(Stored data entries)
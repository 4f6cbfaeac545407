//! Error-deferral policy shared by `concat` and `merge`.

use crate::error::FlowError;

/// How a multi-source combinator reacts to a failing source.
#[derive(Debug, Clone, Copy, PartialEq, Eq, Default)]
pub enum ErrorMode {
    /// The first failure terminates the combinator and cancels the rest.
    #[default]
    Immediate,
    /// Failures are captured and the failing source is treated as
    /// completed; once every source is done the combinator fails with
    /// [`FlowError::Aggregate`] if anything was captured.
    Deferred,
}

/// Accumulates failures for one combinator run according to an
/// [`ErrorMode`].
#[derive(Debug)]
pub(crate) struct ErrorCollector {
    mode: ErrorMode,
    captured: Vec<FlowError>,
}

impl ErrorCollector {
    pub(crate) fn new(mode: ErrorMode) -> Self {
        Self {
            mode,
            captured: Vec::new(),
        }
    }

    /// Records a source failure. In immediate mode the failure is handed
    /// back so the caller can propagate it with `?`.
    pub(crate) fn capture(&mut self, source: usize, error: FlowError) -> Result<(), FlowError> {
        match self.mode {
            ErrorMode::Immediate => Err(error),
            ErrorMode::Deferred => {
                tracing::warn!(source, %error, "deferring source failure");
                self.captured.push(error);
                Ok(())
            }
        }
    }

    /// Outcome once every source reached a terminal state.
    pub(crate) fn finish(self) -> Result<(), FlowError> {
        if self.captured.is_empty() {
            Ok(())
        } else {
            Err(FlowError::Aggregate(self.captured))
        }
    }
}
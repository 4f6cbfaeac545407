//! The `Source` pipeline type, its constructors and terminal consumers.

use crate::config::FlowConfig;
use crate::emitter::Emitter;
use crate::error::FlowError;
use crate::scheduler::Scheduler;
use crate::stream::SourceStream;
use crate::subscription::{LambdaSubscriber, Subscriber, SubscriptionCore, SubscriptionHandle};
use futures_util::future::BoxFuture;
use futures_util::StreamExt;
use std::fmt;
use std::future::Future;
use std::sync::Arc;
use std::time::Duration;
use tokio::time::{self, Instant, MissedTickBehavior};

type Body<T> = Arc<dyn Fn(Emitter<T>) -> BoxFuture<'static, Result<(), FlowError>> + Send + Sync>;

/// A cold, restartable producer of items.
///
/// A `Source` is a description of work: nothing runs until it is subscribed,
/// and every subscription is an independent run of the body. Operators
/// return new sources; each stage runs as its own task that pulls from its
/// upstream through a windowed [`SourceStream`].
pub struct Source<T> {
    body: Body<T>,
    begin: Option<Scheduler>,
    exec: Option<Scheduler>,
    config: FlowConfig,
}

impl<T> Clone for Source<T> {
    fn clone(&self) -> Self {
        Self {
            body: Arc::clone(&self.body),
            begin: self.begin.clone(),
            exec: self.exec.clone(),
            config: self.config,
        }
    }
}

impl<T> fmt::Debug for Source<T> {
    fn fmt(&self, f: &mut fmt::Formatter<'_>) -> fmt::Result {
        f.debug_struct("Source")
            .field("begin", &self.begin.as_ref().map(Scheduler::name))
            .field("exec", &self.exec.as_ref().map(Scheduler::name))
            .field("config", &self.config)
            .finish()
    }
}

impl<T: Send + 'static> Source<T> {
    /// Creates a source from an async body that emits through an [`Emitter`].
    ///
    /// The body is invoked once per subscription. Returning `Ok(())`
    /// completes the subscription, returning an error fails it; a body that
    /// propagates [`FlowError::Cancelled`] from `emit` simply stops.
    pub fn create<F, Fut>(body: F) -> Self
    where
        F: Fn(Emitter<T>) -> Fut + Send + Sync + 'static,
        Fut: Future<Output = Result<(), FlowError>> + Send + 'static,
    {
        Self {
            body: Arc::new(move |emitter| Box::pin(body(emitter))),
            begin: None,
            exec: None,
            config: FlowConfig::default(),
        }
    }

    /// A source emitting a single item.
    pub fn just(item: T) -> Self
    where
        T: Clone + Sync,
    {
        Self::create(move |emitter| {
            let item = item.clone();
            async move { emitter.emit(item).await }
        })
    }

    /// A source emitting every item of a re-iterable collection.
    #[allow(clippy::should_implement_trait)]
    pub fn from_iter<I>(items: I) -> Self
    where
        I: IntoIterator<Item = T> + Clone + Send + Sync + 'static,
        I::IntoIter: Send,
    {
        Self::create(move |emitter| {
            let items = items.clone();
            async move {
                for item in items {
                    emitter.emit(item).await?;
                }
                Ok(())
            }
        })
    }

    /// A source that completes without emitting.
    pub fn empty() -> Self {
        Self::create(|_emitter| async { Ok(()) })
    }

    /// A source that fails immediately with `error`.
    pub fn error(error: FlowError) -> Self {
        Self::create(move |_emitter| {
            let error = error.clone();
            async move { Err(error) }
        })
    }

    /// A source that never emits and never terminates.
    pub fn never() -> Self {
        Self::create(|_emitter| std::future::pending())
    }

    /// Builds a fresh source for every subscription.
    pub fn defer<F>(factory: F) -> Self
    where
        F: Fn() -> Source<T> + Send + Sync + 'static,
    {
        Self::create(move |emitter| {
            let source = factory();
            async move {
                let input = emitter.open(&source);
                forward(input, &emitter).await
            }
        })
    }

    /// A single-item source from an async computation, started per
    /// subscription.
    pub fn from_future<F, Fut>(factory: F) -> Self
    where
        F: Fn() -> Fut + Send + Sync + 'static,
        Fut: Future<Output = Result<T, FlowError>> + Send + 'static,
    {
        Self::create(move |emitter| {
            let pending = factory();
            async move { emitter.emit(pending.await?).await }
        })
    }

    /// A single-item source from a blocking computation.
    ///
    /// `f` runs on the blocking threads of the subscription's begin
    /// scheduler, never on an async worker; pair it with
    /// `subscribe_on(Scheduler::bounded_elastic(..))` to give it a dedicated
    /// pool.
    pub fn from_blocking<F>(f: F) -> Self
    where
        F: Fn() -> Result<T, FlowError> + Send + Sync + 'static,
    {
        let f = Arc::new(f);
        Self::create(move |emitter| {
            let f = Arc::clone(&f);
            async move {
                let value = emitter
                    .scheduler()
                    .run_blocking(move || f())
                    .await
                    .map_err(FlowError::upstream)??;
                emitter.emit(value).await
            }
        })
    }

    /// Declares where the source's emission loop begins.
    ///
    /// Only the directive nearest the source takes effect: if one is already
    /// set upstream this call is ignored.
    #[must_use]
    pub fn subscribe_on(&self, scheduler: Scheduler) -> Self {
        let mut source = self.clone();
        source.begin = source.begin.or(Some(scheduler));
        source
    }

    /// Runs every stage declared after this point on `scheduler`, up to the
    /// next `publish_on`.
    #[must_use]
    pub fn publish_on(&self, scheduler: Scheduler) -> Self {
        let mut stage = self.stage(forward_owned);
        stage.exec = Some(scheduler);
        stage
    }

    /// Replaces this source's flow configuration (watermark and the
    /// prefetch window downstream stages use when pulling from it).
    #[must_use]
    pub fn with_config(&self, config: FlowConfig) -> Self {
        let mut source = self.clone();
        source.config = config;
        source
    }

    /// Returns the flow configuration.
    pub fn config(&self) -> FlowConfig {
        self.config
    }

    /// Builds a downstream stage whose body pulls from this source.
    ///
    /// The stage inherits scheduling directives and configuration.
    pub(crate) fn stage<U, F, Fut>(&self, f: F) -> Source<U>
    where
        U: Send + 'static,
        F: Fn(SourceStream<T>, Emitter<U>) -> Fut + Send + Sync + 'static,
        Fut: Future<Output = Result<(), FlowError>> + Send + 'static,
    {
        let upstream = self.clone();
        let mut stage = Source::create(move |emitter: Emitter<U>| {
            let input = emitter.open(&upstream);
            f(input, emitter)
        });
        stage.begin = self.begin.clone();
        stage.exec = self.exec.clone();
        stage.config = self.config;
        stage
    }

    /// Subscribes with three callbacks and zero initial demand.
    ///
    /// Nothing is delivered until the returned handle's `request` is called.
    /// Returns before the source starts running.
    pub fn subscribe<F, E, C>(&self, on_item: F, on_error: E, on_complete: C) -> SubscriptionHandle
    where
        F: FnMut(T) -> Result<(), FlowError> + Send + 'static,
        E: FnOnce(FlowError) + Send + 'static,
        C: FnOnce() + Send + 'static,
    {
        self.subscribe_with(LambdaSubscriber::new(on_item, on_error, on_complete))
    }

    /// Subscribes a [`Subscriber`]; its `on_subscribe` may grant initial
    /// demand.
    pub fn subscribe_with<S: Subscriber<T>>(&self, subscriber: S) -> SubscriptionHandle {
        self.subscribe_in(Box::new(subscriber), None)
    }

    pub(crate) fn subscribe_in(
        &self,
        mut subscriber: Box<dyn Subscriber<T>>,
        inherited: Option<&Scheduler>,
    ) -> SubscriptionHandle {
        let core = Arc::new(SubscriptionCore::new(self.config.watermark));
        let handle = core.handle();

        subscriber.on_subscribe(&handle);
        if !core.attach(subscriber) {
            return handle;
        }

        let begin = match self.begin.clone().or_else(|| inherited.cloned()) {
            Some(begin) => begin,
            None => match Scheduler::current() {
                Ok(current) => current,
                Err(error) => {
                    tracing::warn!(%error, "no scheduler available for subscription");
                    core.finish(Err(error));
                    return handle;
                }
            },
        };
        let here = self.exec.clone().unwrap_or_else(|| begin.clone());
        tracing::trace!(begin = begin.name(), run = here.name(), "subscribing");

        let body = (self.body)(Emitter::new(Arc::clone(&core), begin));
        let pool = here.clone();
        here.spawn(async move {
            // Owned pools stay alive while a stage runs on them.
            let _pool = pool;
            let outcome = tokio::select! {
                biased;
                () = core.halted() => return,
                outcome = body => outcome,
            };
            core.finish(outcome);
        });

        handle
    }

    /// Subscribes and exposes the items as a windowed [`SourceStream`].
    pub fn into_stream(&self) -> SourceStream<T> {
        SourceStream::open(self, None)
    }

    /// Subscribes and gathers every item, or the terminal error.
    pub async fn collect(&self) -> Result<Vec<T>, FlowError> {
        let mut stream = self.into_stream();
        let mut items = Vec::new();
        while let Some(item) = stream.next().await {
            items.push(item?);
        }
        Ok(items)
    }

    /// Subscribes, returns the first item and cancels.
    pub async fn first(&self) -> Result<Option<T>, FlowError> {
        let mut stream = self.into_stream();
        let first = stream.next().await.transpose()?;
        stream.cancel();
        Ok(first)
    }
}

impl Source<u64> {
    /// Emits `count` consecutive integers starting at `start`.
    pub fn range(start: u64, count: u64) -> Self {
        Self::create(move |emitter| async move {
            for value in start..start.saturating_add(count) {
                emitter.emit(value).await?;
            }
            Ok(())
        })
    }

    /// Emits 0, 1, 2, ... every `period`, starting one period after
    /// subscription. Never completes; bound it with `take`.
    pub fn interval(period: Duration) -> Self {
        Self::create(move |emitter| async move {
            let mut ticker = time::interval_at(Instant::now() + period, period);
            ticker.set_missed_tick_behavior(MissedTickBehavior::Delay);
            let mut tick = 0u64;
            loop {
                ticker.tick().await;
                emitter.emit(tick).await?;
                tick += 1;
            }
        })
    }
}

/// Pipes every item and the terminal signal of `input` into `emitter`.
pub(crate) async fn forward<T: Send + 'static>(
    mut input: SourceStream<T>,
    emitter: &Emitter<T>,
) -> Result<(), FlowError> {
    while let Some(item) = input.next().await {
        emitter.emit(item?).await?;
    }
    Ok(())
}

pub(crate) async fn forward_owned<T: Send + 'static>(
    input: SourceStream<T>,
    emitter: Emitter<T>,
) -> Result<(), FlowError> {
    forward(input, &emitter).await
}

> [WHAT IS EXPECTED]: All lines of the entries above where "emitting" turns up should be reported.

> [EXPECTED OUTPUT]:
    /// A source emitting a single item.
    /// A source emitting every item of a re-iterable collection.
    /// A source that completes without emitting.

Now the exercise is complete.